A country of such humungous proportions will face problems unique and unprecedented in the history of Mankind. India is also a land of inconveniences and some uneasy truths that stare at us from dark alleys. 400 million Indians go to bed hungry everyday and some less fortunate mothers have to feed mud crusts to their children crying hoarse of hunger. 42% mothers who give birth do not get medical help and nearly 45% children are malnourished. Out of 1 billion people, 7 million children go to school; only 2.84% of the Indian youth finish post graduation in India. We produce an abysmal 5600 PhDs a year. It is the very few Indians who make it amidst all adversities who bring the refreshing, galloping potential super power image of India to the world. The wealth of the four richest Indians combined will be more than what any other country can fathom. Sadly, the developing India is denied to millions. Ultimately an India denied to some of us will be an India denied to all of us. And it is in fighting these everyday battles of hunger, poverty and even hatred with my fellow Indians that I realised the price of freedom. If half of India cannot live the life of their dreams with basic human necessities, then it means we have to win a more compelling war of freedom today. The great meaningless wars that nations wage for a reason that they have long forgotten seem like an absurd farce when we see the daily battle burdening the weak shoulders of the children of lesser India. Their tears are blood of martyrdom for they are giving up their lives in their struggle for freedom in this independent India.

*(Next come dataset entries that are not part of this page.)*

use crate::domain::geo::{Basemap, CountryShape};
use crate::domain::model::CanonicalRecord;
use crate::domain::ports::BasemapSource;
use serde::Serialize;
use std::collections::HashMap;
use std::sync::Arc;
use tokio::sync::OnceCell;
use tracing::{error, info};

pub const MIN_RADIUS: f64 = 3.0;
pub const MAX_RADIUS: f64 = 22.0;

/// Session-wide basemap, fetched at most once.
///
/// Every caller of [`BasemapCache::get`] awaits the same initialization: the
/// first one runs the fetch, concurrent ones wait on it, later ones read the
/// stored outcome. A failed fetch is stored as `None` and never retried, so
/// only the map view degrades for the rest of the session.
pub struct BasemapCache<B: BasemapSource> {
    source: B,
    cell: OnceCell<Option<Arc<Basemap>>>,
}

impl<B: BasemapSource> BasemapCache<B> {
    pub fn new(source: B) -> Self {
        Self {
            source,
            cell: OnceCell::new(),
        }
    }

    pub async fn get(&self) -> Option<Arc<Basemap>> {
        self.cell
            .get_or_init(|| async {
                match self.source.fetch_basemap().await {
                    Ok(basemap) => {
                        info!("🗺️ Basemap loaded with {} countries", basemap.countries.len());
                        Some(Arc::new(basemap))
                    }
                    Err(e) => {
                        error!("❌ World map load error: {}", e);
                        None
                    }
                }
            })
            .await
            .clone()
    }

    pub fn is_initialized(&self) -> bool {
        self.cell.initialized()
    }
}

#[derive(Debug, Clone, PartialEq, Serialize)]
pub struct CountryPoint {
    pub name: String,
    pub count: usize,
    pub lon: f64,
    pub lat: f64,
    pub radius: f64,
}

/// Postings per trimmed country value.
pub fn country_counts(records: &[&CanonicalRecord]) -> HashMap<String, usize> {
    let mut counts = HashMap::new();
    for r in records {
        *counts.entry(r.country.trim().to_string()).or_insert(0) += 1;
    }
    counts
}

/// One point per basemap country that has postings, in basemap order.
pub fn country_points(records: &[&CanonicalRecord], basemap: &Basemap) -> Vec<CountryPoint> {
    let counts = country_counts(records);
    let mut points: Vec<CountryPoint> = basemap
        .countries
        .iter()
        .filter_map(|shape| {
            let count = *counts.get(&shape.name)?;
            let (lon, lat) = centroid(shape)?;
            Some(CountryPoint {
                name: shape.name.clone(),
                count,
                lon,
                lat,
                radius: 0.0,
            })
        })
        .collect();

    let max_count = points.iter().map(|p| p.count).max().unwrap_or(1);
    for p in &mut points {
        p.radius = sqrt_radius(p.count, max_count);
    }
    points
}

/// Square-root scale from `[1, max_count]` onto `[MIN_RADIUS, MAX_RADIUS]`.
pub fn sqrt_radius(count: usize, max_count: usize) -> f64 {
    let lo = 1f64;
    let hi = (max_count as f64).sqrt();
    let t = if hi == lo {
        0.5
    } else {
        ((count as f64).sqrt() - lo) / (hi - lo)
    };
    MIN_RADIUS + t * (MAX_RADIUS - MIN_RADIUS)
}

/// Area-weighted centroid over all outer rings; falls back to the vertex mean
/// when the rings are degenerate.
pub fn centroid(shape: &CountryShape) -> Option<(f64, f64)> {
    let (mut area_sum, mut cx, mut cy) = (0.0, 0.0, 0.0);
    for ring in &shape.rings {
        for w in ring.windows(2) {
            let ((x0, y0), (x1, y1)) = (w[0], w[1]);
            let cross = x0 * y1 - x1 * y0;
            area_sum += cross;
            cx += (x0 + x1) * cross;
            cy += (y0 + y1) * cross;
        }
        // 閉合最後一段
        if let (Some(&(x0, y0)), Some(&(x1, y1))) = (ring.last(), ring.first()) {
            let cross = x0 * y1 - x1 * y0;
            area_sum += cross;
            cx += (x0 + x1) * cross;
            cy += (y0 + y1) * cross;
        }
    }

    if area_sum.abs() > f64::EPSILON {
        return Some((cx / (3.0 * area_sum), cy / (3.0 * area_sum)));
    }

    let all: Vec<(f64, f64)> = shape.rings.iter().flatten().copied().collect();
    if all.is_empty() {
        return None;
    }
    let n = all.len() as f64;
    Some((
        all.iter().map(|p| p.0).sum::<f64>() / n,
        all.iter().map(|p| p.1).sum::<f64>() / n,
    ))
}

#[cfg(test)]
mod tests {
    use super::*;
    use crate::utils::error::{ObservatoryError, Result};
    use async_trait::async_trait;
    use std::sync::atomic::{AtomicUsize, Ordering};

    fn square(name: &str, x: f64, y: f64, size: f64) -> CountryShape {
        CountryShape {
            name: name.to_string(),
            rings: vec![vec![
                (x, y),
                (x + size, y),
                (x + size, y + size),
                (x, y + size),
                (x, y),
            ]],
        }
    }

    struct CountingSource {
        calls: Arc<AtomicUsize>,
        fail: bool,
    }

    #[async_trait]
    impl BasemapSource for CountingSource {
        async fn fetch_basemap(&self) -> Result<Basemap> {
            self.calls.fetch_add(1, Ordering::SeqCst);
            tokio::time::sleep(std::time::Duration::from_millis(20)).await;
            if self.fail {
                return Err(ObservatoryError::BasemapError {
                    message: "offline".to_string(),
                });
            }
            Ok(Basemap {
                countries: vec![square("France", 0.0, 0.0, 2.0)],
            })
        }
    }

    #[test]
    fn test_centroid_of_square() {
        let (lon, lat) = centroid(&square("A", 10.0, 20.0, 4.0)).unwrap();
        assert!((lon - 12.0).abs() < 1e-9);
        assert!((lat - 22.0).abs() < 1e-9);
    }

    #[test]
    fn test_centroid_of_degenerate_ring_uses_vertex_mean() {
        let shape = CountryShape {
            name: "Line".to_string(),
            rings: vec![vec![(0.0, 0.0), (2.0, 0.0), (4.0, 0.0)]],
        };
        assert_eq!(centroid(&shape), Some((2.0, 0.0)));
    }

    #[test]
    fn test_sqrt_radius_bounds() {
        assert_eq!(sqrt_radius(1, 100), MIN_RADIUS);
        assert_eq!(sqrt_radius(100, 100), MAX_RADIUS);
        assert!((sqrt_radius(25, 100) - (3.0 + 4.0 / 9.0 * 19.0)).abs() < 1e-9);
        assert_eq!(sqrt_radius(1, 1), 12.5);
    }

    #[tokio::test]
    async fn test_concurrent_requesters_share_one_fetch() {
        let calls = Arc::new(AtomicUsize::new(0));
        let cache = BasemapCache::new(CountingSource {
            calls: calls.clone(),
            fail: false,
        });

        let (a, b, c) = tokio::join!(cache.get(), cache.get(), cache.get());
        assert_eq!(calls.load(Ordering::SeqCst), 1);
        assert!(a.is_some() && b.is_some() && c.is_some());
        assert!(Arc::ptr_eq(a.as_ref().unwrap(), b.as_ref().unwrap()));

        cache.get().await;
        assert_eq!(calls.load(Ordering::SeqCst), 1);
    }

    #[tokio::test]
    async fn test_failed_fetch_is_cached_as_unavailable() {
        let calls = Arc::new(AtomicUsize::new(0));
        let cache = BasemapCache::new(CountingSource {
            calls: calls.clone(),
            fail: true,
        });

        assert!(!cache.is_initialized());
        assert!(cache.get().await.is_none());
        assert!(cache.get().await.is_none());
        assert!(cache.is_initialized());
        assert_eq!(calls.load(Ordering::SeqCst), 1);
    }
}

I have seen that India and it is unacceptable to me. Hunger is an abstract concept to a fully fed man; that is why most of us face the other way when we confront such uncomfortable truths. Communalism and the venomous hate of men based on tenuous reasons will not hold the same meaning for us as it holds for the inconsolable father who mourns the death of his only son killed in carnage. Poverty brings unimaginable humiliation that I see in the frail old woman begging at the end of the street of plush bungalows and indifferent rich people. Her moist eyes that betray a person once loved haunts me every day. I feel that I am waging a battle against different demons in my India and in my moments of frustration I feel that we are nearly losing the battle.

I am tired of looking at the far end of the charts that come out every year educating the world about socio economic indices to read my country’s name. I am exhausted at the 7 digit figure that portrays the deprived Indians in these pieces of official information. I know well that there are millions more who are invisible to the severe eyes of the economists. It is for these invisible souls and unheard voices that I hope my India will have a meaning of something real someday. Towards that dream, my Lord, let my country awake. Jai Hind!